One of the first cases that drew me into the Old Bailey Online is a convoluted account from the first year of the published proceedings dealing with clothing theft that incidentally involved child kidnapping. It has little, if anything, of the legal particulars of the case, but Mall Floyd’s targeting of an eight-year-old girl drew the attention of the court.
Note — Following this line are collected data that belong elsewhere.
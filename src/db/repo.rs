use super::model::PodcastRow;
use crate::model::{CatalogEntry, FavoriteSet};
use anyhow::{Context, Result};
use sqlx::sqlite::{SqliteConnectOptions, SqlitePoolOptions};
use sqlx::{Sqlite, SqlitePool, Transaction};
use std::path::Path;
use std::str::FromStr;
use tracing::instrument;

pub type Pool = SqlitePool;

pub async fn init_pool(database_url: &str) -> Result<Pool> {
    let normalized = prepare_sqlite_url(database_url);
    let options = SqliteConnectOptions::from_str(&normalized)
        .with_context(|| format!("invalid database url {}", normalized))?
        .create_if_missing(true);
    let pool = SqlitePool::connect_with(options)
        .await
        .with_context(|| format!("failed to open database {}", normalized))?;
    // Enable WAL and stricter durability.
    sqlx::query("PRAGMA journal_mode=WAL;")
        .execute(&pool)
        .await?;
    sqlx::query("PRAGMA synchronous=FULL;")
        .execute(&pool)
        .await?;
    Ok(pool)
}

/// Single-connection in-memory pool with migrations applied.
pub async fn memory_pool() -> Result<Pool> {
    let pool = SqlitePoolOptions::new()
        .max_connections(1)
        .connect("sqlite::memory:")
        .await?;
    run_migrations(&pool).await?;
    Ok(pool)
}

/// Expand a leading `~/` in file-backed SQLite URLs and create the parent
/// directory. In-memory and non-sqlite URLs pass through untouched.
fn prepare_sqlite_url(url: &str) -> String {
    let Some(rest) = url.strip_prefix("sqlite:") else {
        return url.to_string();
    };
    if rest.starts_with(":memory") {
        return url.to_string();
    }
    let rest = rest.strip_prefix("//").unwrap_or(rest);
    let (path, query) = match rest.split_once('?') {
        Some((p, q)) => (p, Some(q)),
        None => (rest, None),
    };
    if path.is_empty() {
        return url.to_string();
    }

    let path = match (path.strip_prefix("~/"), std::env::var("HOME")) {
        (Some(tail), Ok(home)) => format!("{}/{}", home.trim_end_matches('/'), tail),
        _ => path.to_string(),
    };
    if let Some(parent) = Path::new(&path).parent() {
        if !parent.as_os_str().is_empty() {
            let _ = std::fs::create_dir_all(parent);
        }
    }

    match query {
        Some(q) => format!("sqlite://{}?{}", path, q),
        None => format!("sqlite://{}", path),
    }
}

pub async fn run_migrations(pool: &Pool) -> Result<()> {
    sqlx::migrate!("./migrations").run(pool).await?;
    Ok(())
}

const UPSERT_PODCAST: &str = "INSERT INTO podcast (podCastId, title, publisher, thumbnailUrl, description, imageUrl) \
     VALUES (?, ?, ?, ?, ?, ?) \
     ON CONFLICT(podCastId) DO UPDATE SET \
     title = excluded.title, publisher = excluded.publisher, thumbnailUrl = excluded.thumbnailUrl, \
     description = excluded.description, imageUrl = excluded.imageUrl";

async fn upsert_catalog_entries_tx(
    tx: &mut Transaction<'_, Sqlite>,
    entries: &[CatalogEntry],
) -> Result<()> {
    for entry in entries {
        let row = PodcastRow::from(entry);
        sqlx::query(UPSERT_PODCAST)
            .bind(&row.podcast_id)
            .bind(&row.title)
            .bind(&row.publisher)
            .bind(&row.thumbnail_url)
            .bind(&row.description)
            .bind(&row.image_url)
            .execute(&mut **tx)
            .await?;
    }
    Ok(())
}

/// Insert or overwrite entries by id. The whole batch commits atomically.
#[instrument(skip_all, fields(count = entries.len()))]
pub async fn upsert_catalog_entries(pool: &Pool, entries: &[CatalogEntry]) -> Result<()> {
    let mut tx = pool.begin().await?;
    upsert_catalog_entries_tx(&mut tx, entries).await?;
    tx.commit().await?;
    Ok(())
}

#[instrument(skip_all)]
pub async fn clear_catalog(pool: &Pool) -> Result<()> {
    sqlx::query("DELETE FROM podcast").execute(pool).await?;
    Ok(())
}

/// Clear and rewrite the catalog inside one transaction.
#[instrument(skip_all, fields(count = entries.len()))]
pub async fn replace_catalog(pool: &Pool, entries: &[CatalogEntry]) -> Result<()> {
    let mut tx = pool.begin().await?;
    sqlx::query("DELETE FROM podcast").execute(&mut *tx).await?;
    upsert_catalog_entries_tx(&mut tx, entries).await?;
    tx.commit().await?;
    Ok(())
}

/// Full catalog snapshot in insertion order.
#[instrument(skip_all)]
pub async fn read_all_catalog_entries(pool: &Pool) -> Result<Vec<CatalogEntry>> {
    let rows: Vec<PodcastRow> = sqlx::query_as(
        "SELECT podCastId, title, publisher, thumbnailUrl, description, imageUrl FROM podcast ORDER BY rowid",
    )
    .fetch_all(pool)
    .await?;
    Ok(rows.into_iter().map(CatalogEntry::from).collect())
}

#[instrument(skip_all)]
pub async fn count_catalog_entries(pool: &Pool) -> Result<i64> {
    let cnt: i64 = sqlx::query_scalar("SELECT COUNT(*) FROM podcast")
        .fetch_one(pool)
        .await?;
    Ok(cnt)
}

#[instrument(skip_all)]
pub async fn add_favorite(pool: &Pool, podcast_id: &str) -> Result<()> {
    sqlx::query("INSERT OR REPLACE INTO favorite_podcasts (podcastId) VALUES (?)")
        .bind(podcast_id)
        .execute(pool)
        .await?;
    Ok(())
}

#[instrument(skip_all)]
pub async fn remove_favorite(pool: &Pool, podcast_id: &str) -> Result<()> {
    sqlx::query("DELETE FROM favorite_podcasts WHERE podcastId = ?")
        .bind(podcast_id)
        .execute(pool)
        .await?;
    Ok(())
}

#[instrument(skip_all)]
pub async fn favorite_ids(pool: &Pool) -> Result<FavoriteSet> {
    let ids: Vec<String> = sqlx::query_scalar("SELECT podcastId FROM favorite_podcasts")
        .fetch_all(pool)
        .await?;
    Ok(ids.into_iter().collect())
}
Coming upon a young girl in Shoe Lane (just a little bit to the west of the city wall) and
pretending She came from her Mother, carryed it with her as farr as St Giles’s , and had it into an Alehouse there, where seeing it rain, She pretended all the Childs Cloathes would be Spoiled, and under that pretence took away from it Severall Laces and peices of Linnen Knots and the like, and then carrying her into St Giles’s Churchyard where there then happened to be a Burial, She Lost her in the Crowd of People , who then not Knowing where She was, nor the way home, fell a crying, and was brought home that Night by some honest Inhabitant there abouts
It’s a fair distance from Shoe Lane (red line on the map below, generated from The Map of Early Modern London) to St. Giles north of Cripplegate (the purple church at the upper left). What a scary time for the child and her family that must have been!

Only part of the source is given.